Куртни, не перебивая, выслушала ее крики, понимая, что девушке надо сейчас выговориться и выплеснуть эмоции и чувства. Потом посоветовала успокоиться и взять себя в руки. А вскоре приехал Рэй и, не скрывая своего удовольствия от происходящего, погрузил ее багаж в машину, и с широкой улыбкой распахнул перед девушкой дверь.
— А где же твой «Астон Мартин»? — фыркнула Кэрол, находясь в преотвратительном расположении духа, и опустилась на переднее сиденье «Форда».
— А разве я тебе не говорил? Какой-то идиот зацепил меня, разнес к чертям габариты! Завтра я забираю машину из автосервиса.
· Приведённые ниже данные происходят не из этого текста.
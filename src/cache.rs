use std::collections::VecDeque;
use std::sync::Mutex;
use std::time::{Duration, Instant};

use hickory_proto::rr::Record;
use rustc_hash::FxHashMap;

use crate::entry::RecordKey;

/// One resolved record plus its absolute expiry, stamped at store time.
#[derive(Debug, Clone)]
pub struct CachedRecord {
    record: Record,
    expires_at: Instant,
}

impl CachedRecord {
    fn new(record: Record, now: Instant) -> Self {
        let ttl = Duration::from_secs(u64::from(record.ttl()));
        Self {
            record,
            expires_at: now + ttl,
        }
    }

    pub fn expired(&self) -> bool {
        Instant::now() > self.expires_at
    }

    pub fn record(&self) -> &Record {
        &self.record
    }
}

/// Bounded RRset cache with insertion-order eviction.
///
/// The key map and the eviction queue always hold exactly the same key set;
/// both live behind a single lock so concurrent stores can never split them.
pub struct ResolveCache {
    capacity: usize,
    inner: Mutex<CacheInner>,
}

#[derive(Default)]
struct CacheInner {
    entries: FxHashMap<RecordKey, Vec<CachedRecord>>,
    order: VecDeque<RecordKey>,
}

impl ResolveCache {
    pub fn new(capacity: usize) -> Self {
        Self {
            capacity,
            inner: Mutex::new(CacheInner::default()),
        }
    }

    pub fn capacity(&self) -> usize {
        self.capacity
    }

    /// Whole RRset or nothing: a single expired member invalidates the set
    /// and forces a fresh upstream resolution.
    pub fn lookup(&self, key: &RecordKey) -> Option<Vec<Record>> {
        let inner = self.inner.lock().unwrap_or_else(|e| e.into_inner());
        let set = inner.entries.get(key)?;
        if set.iter().any(CachedRecord::expired) {
            return None;
        }
        Some(set.iter().map(|cached| cached.record().clone()).collect())
    }

    /// Replace the RRset for `key`, evicting the oldest entry when full.
    pub fn store(&self, key: &RecordKey, records: &[Record]) {
        let now = Instant::now();
        let mut inner = self.inner.lock().unwrap_or_else(|e| e.into_inner());

        if inner.entries.remove(key).is_some() {
            inner.order.retain(|queued| queued != key);
        }
        if inner.order.len() >= self.capacity {
            if let Some(oldest) = inner.order.pop_front() {
                inner.entries.remove(&oldest);
            }
        }
        inner.order.push_back(key.clone());
        inner.entries.insert(
            key.clone(),
            records
                .iter()
                .map(|record| CachedRecord::new(record.clone(), now))
                .collect(),
        );
    }

    pub fn len(&self) -> usize {
        let inner = self.inner.lock().unwrap_or_else(|e| e.into_inner());
        debug_assert_eq!(inner.entries.len(), inner.order.len());
        inner.entries.len()
    }

    pub fn is_empty(&self) -> bool {
        self.len() == 0
    }
}
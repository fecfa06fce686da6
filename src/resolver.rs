use std::sync::Arc;

use async_trait::async_trait;
use hickory_proto::rr::{Name, RData, Record, RecordType};
use hickory_resolver::TokioAsyncResolver;
use hickory_resolver::config::{ResolverConfig, ResolverOpts};
use tracing::{debug, warn};

use crate::cache::ResolveCache;
use crate::entry::{RecordKey, canonical_name};

/// Answer from one upstream query: the records plus any alias targets the
/// upstream reported while chasing the name.
pub struct UpstreamAnswer {
    pub records: Vec<Record>,
    pub aliases: Vec<Name>,
}

/// Where non-local lookups go. Production uses the system recursive
/// infrastructure; tests substitute a counting stub.
#[async_trait]
pub trait Upstream: Send + Sync {
    async fn query(&self, name: &Name, rtype: RecordType) -> anyhow::Result<UpstreamAnswer>;
}

/// Upstream resolution through the system resolver configuration, with a
/// public-DNS fallback when resolv.conf is unusable.
pub struct SystemUpstream {
    resolver: TokioAsyncResolver,
}

impl SystemUpstream {
    pub fn from_system_conf() -> Self {
        let resolver = match TokioAsyncResolver::tokio_from_system_conf() {
            Ok(resolver) => resolver,
            Err(err) => {
                warn!(event = "resolver_fallback", error = %err, "system resolver config unusable, using public defaults");
                TokioAsyncResolver::tokio(ResolverConfig::default(), ResolverOpts::default())
            }
        };
        Self { resolver }
    }
}

#[async_trait]
impl Upstream for SystemUpstream {
    async fn query(&self, name: &Name, rtype: RecordType) -> anyhow::Result<UpstreamAnswer> {
        let lookup = self.resolver.lookup(name.clone(), rtype).await?;
        let records: Vec<Record> = lookup.record_iter().cloned().collect();
        let aliases = records
            .iter()
            .filter_map(|record| match record.data() {
                Some(RData::CNAME(cname)) => Some(canonical_name(&cname.0)),
                _ => None,
            })
            .collect();
        Ok(UpstreamAnswer { records, aliases })
    }
}

/// Cache-aware recursive resolution for keys absent from the local table.
pub struct RecursiveResolver {
    cache: Arc<ResolveCache>,
    upstream: Arc<dyn Upstream>,
}

impl RecursiveResolver {
    pub fn new(cache: Arc<ResolveCache>, upstream: Arc<dyn Upstream>) -> Self {
        Self { cache, upstream }
    }

    /// Resolve `key`, consulting the cache first. `None` means upstream
    /// resolution failed outright; failures are neither retried nor cached.
    pub async fn resolve(&self, key: &RecordKey) -> Option<Vec<Record>> {
        if let Some(records) = self.cache.lookup(key) {
            debug!(event = "cache_hit", qname = %key.name, qtype = %key.rtype);
            return Some(records);
        }
        self.resolve_upstream(key).await
    }

    async fn resolve_upstream(&self, key: &RecordKey) -> Option<Vec<Record>> {
        let answer = match self.upstream.query(&key.name, key.rtype).await {
            Ok(answer) => answer,
            Err(err) => {
                debug!(event = "upstream_miss", qname = %key.name, qtype = %key.rtype, error = %err);
                return None;
            }
        };

        let mut records = answer.records;
        if !answer.aliases.is_empty() {
            // Expand every alias target in parallel so a chain of aliases
            // yields one fully expanded answer list.
            let tasks: Vec<_> = answer
                .aliases
                .into_iter()
                .map(|alias| {
                    let upstream = Arc::clone(&self.upstream);
                    tokio::spawn(
                        async move { upstream.query(&alias, RecordType::CNAME).await },
                    )
                })
                .collect();
            for task in tasks {
                if let Ok(Ok(mut extra)) = task.await {
                    records.append(&mut extra.records);
                }
            }
        }

        // Cache population is fire-and-forget; the caller's response is
        // never delayed by the cache write.
        let cache = Arc::clone(&self.cache);
        let stored_key = key.clone();
        let stored = records.clone();
        tokio::spawn(async move { cache.store(&stored_key, &stored) });

        Some(records)
    }
}
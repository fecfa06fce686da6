mod cache;
mod config;
mod entry;
mod resolver;
mod server;

use std::path::PathBuf;

use anyhow::Context;
use clap::Parser;
use hickory_proto::rr::RecordType;
use tracing::{info, warn};
use tracing_subscriber::{EnvFilter, fmt, layer::SubscriberExt, util::SubscriberInitExt};

use crate::config::{Config, load_config};
use crate::server::DnsServer;

#[derive(Parser, Debug)]
#[command(author, version, about = "relaydns: redirector DNS for game server-list hostnames", long_about = None)]
struct Args {
    /// 配置文件路径（JSON）
    #[arg(short = 'c', long = "config")]
    config: Option<PathBuf>,
    /// 覆盖 UDP 监听端口
    #[arg(long = "port")]
    port: Option<u16>,
    /// 覆盖重定向地址（已知服务器列表域名指向的 IP）
    #[arg(long = "redirect-ip")]
    redirect_ip: Option<String>,
    /// 为非本地域名启用递归解析
    #[arg(long = "recursive", default_value_t = false)]
    recursive: bool,
    /// 覆盖解析缓存容量
    #[arg(long = "cache-size")]
    cache_size: Option<usize>,
    /// 启用调试日志
    #[arg(long = "debug", default_value_t = false)]
    debug: bool,
}

#[tokio::main]
async fn main() -> anyhow::Result<()> {
    let args = Args::parse();
    init_tracing(args.debug);

    let mut cfg = match &args.config {
        Some(path) => load_config(path).context("load config")?,
        None => Config::default(),
    };
    if let Some(port) = args.port {
        cfg.port = port;
    }
    if let Some(ip) = args.redirect_ip {
        cfg.redirect_ip = Some(ip);
    }
    if let Some(size) = args.cache_size {
        cfg.cache_size = size;
    }
    if args.recursive {
        cfg.recursive = true;
    }
    anyhow::ensure!(cfg.cache_size > 0, "cache size must be at least 1");

    let mut server = DnsServer::new(cfg.port, cfg.cache_size);
    server.set_recursive(cfg.recursive);
    server.set_strip_suffix(cfg.strip_suffix.clone());
    seed_local_entries(&mut server, &cfg);

    server.start().context("start dns server")?;

    tokio::signal::ctrl_c()
        .await
        .context("wait for shutdown signal")?;
    info!(event = "shutdown", "interrupt received, stopping");
    server.stop().await;

    Ok(())
}

/// Seed the redirect hostnames toward the operator address, then any
/// free-form entries from the config. Bad entries are skipped, not fatal.
fn seed_local_entries(server: &mut DnsServer, cfg: &Config) {
    if let Some(ip) = &cfg.redirect_ip {
        for name in &cfg.redirect_names {
            if server.put_local_entry(RecordType::A, name, ip) {
                info!(event = "redirect_seeded", domain = %name, target = %ip);
            }
        }
    }

    for spec in &cfg.local_entries {
        match (spec.record_type(), spec.dns_class()) {
            (Ok(rtype), Ok(class)) => {
                server.put_local_entry_full(rtype, &spec.domain, &spec.record, spec.ttl, class);
            }
            (Err(err), _) | (_, Err(err)) => {
                warn!(event = "local_entry_rejected", domain = %spec.domain, error = %err, "unusable entry spec");
            }
        }
    }
}

fn init_tracing(debug: bool) {
    let fmt_layer = fmt::layer()
        .with_target(false)
        .with_ansi(false)
        .with_level(debug);

    let level = if debug { "debug" } else { "info" };
    let filter = EnvFilter::try_from_default_env().unwrap_or_else(|_| EnvFilter::new(level));
    tracing_subscriber::registry()
        .with(filter)
        .with(fmt_layer)
        .init();
}
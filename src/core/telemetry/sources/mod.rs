//! Metric source adapters.
//!
//! Each adapter wraps one telemetry provider behind `MetricSource::sample`,
//! which never fails: every outcome, including timeouts and rejected input,
//! is encoded in the returned `MetricSample`.

mod cpu_memory;
mod gpu;
mod npu;
mod power;

pub use cpu_memory::{CpuSource, MemorySource};
pub use gpu::{GpuComputeSource, GpuMemorySource};
pub use npu::NpuSource;
pub use power::{PowerReading, PowerSource};

use async_trait::async_trait;
use std::sync::Arc;

use super::{MetricSample, SourceKind};
use crate::core::config::Config;
use crate::core::devices::{DeviceDescriptor, DeviceKind};

/// What a source is sampled against
#[derive(Debug, Clone, Copy, PartialEq, Eq)]
pub enum SourceScope {
    /// One request per tick for the whole machine
    Machine,
    /// One request per known device of this kind, fanned out concurrently
    PerDevice(DeviceKind),
}

#[async_trait]
pub trait MetricSource: Send + Sync {
    fn kind(&self) -> SourceKind;

    fn scope(&self) -> SourceScope;

    /// Take one sample. `device` is `None` for machine-wide sources.
    async fn sample(&self, device: Option<&DeviceDescriptor>) -> MetricSample;
}

/// The standard adapter set, configured from `config`
pub fn default_sources(config: &Config) -> Vec<Arc<dyn MetricSource>> {
    vec![
        Arc::new(CpuSource::new()),
        Arc::new(MemorySource::new()),
        Arc::new(GpuComputeSource::new(&config.gpu_tool)),
        Arc::new(GpuMemorySource::new(&config.gpu_tool)),
        Arc::new(NpuSource::new()),
        Arc::new(PowerSource::new(config.power_port)),
    ]
}
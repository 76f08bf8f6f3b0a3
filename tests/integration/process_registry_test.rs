// Local process registry against real OS processes.
// The worker "interpreter" is /bin/sh and main.py is a shell script that sleeps,
// so the tests only need a POSIX shell.

#![cfg(unix)]

use edgeboard::core::supervisor::{
    LaunchRequest, LocalProcessRegistry, StartOutcome, Supervisor, WorkerEnvironment,
};
use std::fs;
use std::path::Path;
use std::sync::Arc;
use std::time::Duration;
use tempfile::TempDir;

fn install_sleeping_worker(workers: &Path, script: &str) {
    let bin = workers.join(script).join(".venv").join("bin");
    fs::create_dir_all(&bin).unwrap();
    std::os::unix::fs::symlink("/bin/sh", bin.join("python")).unwrap();
    fs::write(
        workers.join(script).join("main.py"),
        "echo \"worker args: $*\"\nexec sleep 30\n",
    )
    .unwrap();
}

fn supervisor(temp: &TempDir) -> Supervisor {
    let workers = temp.path().join("workers");
    install_sleeping_worker(&workers, "text-generation");

    let registry = LocalProcessRegistry::open(
        &temp.path().join("state").join("processes.json"),
        &temp.path().join("state").join("logs"),
    )
    .unwrap()
    .with_stop_grace(Duration::from_secs(2));

    Supervisor::new(Arc::new(registry), WorkerEnvironment::new(&workers))
}

fn request() -> LaunchRequest {
    LaunchRequest::new(
        "text-generation",
        vec!["--device".into(), "CPU".into(), "--id".into(), "21".into()],
    )
}

#[tokio::test]
async fn test_launch_stop_resume_delete() {
    let temp = TempDir::new().unwrap();
    let supervisor = supervisor(&temp);

    let outcome = supervisor.start("21", Some(request())).await.unwrap();
    assert!(matches!(outcome, StartOutcome::Launched(_)));
    assert!(supervisor.is_running("21").await.unwrap());

    // A second start must not spawn another worker
    assert_eq!(
        supervisor.start("21", Some(request())).await.unwrap(),
        StartOutcome::AlreadyRunning
    );

    assert!(supervisor.stop("21").await.unwrap());
    assert!(!supervisor.is_running("21").await.unwrap());
    assert!(!supervisor.stop("21").await.unwrap());

    let resumed = supervisor.start("21", None).await.unwrap();
    assert!(matches!(resumed, StartOutcome::Resumed(_)));
    assert!(supervisor.is_running("21").await.unwrap());

    supervisor.delete("21").await.unwrap();
    assert!(!supervisor.is_running("21").await.unwrap());
}

#[tokio::test]
async fn test_worker_output_goes_to_log() {
    let temp = TempDir::new().unwrap();
    let supervisor = supervisor(&temp);

    supervisor.start("22", Some(request())).await.unwrap();

    let log_path = temp.path().join("state").join("logs").join("22.log");
    let mut content = String::new();
    for _ in 0..50 {
        content = fs::read_to_string(&log_path).unwrap_or_default();
        if content.contains("worker args:") {
            break;
        }
        tokio::time::sleep(Duration::from_millis(50)).await;
    }
    supervisor.delete("22").await.unwrap();

    assert!(content.contains("worker args: --device CPU --id 21"));
}

#[tokio::test]
async fn test_process_table_is_shared_across_instances() {
    let temp = TempDir::new().unwrap();
    let first = supervisor(&temp);
    first.start("23", Some(request())).await.unwrap();

    // A new CLI invocation reopens the same table
    let registry = LocalProcessRegistry::open(
        &temp.path().join("state").join("processes.json"),
        &temp.path().join("state").join("logs"),
    )
    .unwrap()
    .with_stop_grace(Duration::from_secs(2));
    let second = Supervisor::new(
        Arc::new(registry),
        WorkerEnvironment::new(temp.path().join("workers")),
    );

    assert!(second.is_running("23").await.unwrap());
    assert!(second.stop("23").await.unwrap());
    assert!(!first.is_running("23").await.unwrap());
}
Слава богу, кроме долбанной фары все целое! — с досадой сказал он, явно принимая близко к сердцу неприятности со своей новой и при том обожаемой игрушкой.
Он отвез Кэрол в ее квартиру и помог затащить чемоданы.
— Может, поехали к нам, чего тебе здесь сидеть в гордом одиночестве? — предложил он, стоя в прихожей, потому что дальше девушка его не приглашала и, судя по всему, и не собиралась.
— Нет, не сегодня. Я очень устала. У меня был тяжелый день. Очень тяжелый. Я хочу только одного — выпить снотворного и не просыпаться до завтра, — подавлено отозвалась Кэрол. — Спасибо, Рэй. Ты можешь идти.
— Ты даже не угостишь меня чаем? — он легко улыбнулся, но взгляд его, не отрывающийся от девушки, был горячим и томным. Кэрол не могла его не заметить и сразу напряглась.
— У меня нет чая! — резко сказала она.
— Ну, тогда кофе.
— И кофе нет! У меня здесь ничего нет, потому что я здесь не живу! Не жила.
— Так я сбегаю в магазин, что-нибудь куплю, — не отставал он.
— Не надо… Рэй, ничего не надо! Я устала и хочу лечь.
— А чем ты завтра будешь завтракать?
— За углом кафе, там и позавтракаю, не беспокойся, — Кэрол прошла мимо него к двери и, приоткрыв ее, обернулась к нему. — Рэй, у меня завтра много дел.
Она увидела, как уголки его губ обижено поползли вниз, он подошел к двери и взялся за ручку. И вдруг захлопнул ее, прожигая девушку пристальным взглядом. Шагнув к ней, он заставил ее отступить и вжаться в стену.
— Рэй… не смей… уходи! — Кэрол почувствовала горячий прилив раздражения и злости.
— Ну, пожалуйста, — простонал он и погладил ее по щеке, наклоняясь к ее лицу и смотря в глаза, — пожалуйста, не будь такой жестокой. Не гони меня. Я так тебя люблю… так давно… мне кажется, уже целую вечность.
Кэрол собралась накричать на него, но он вдруг упал на колени и, обхватив ее ноги руками, прижался к ней со всех сил.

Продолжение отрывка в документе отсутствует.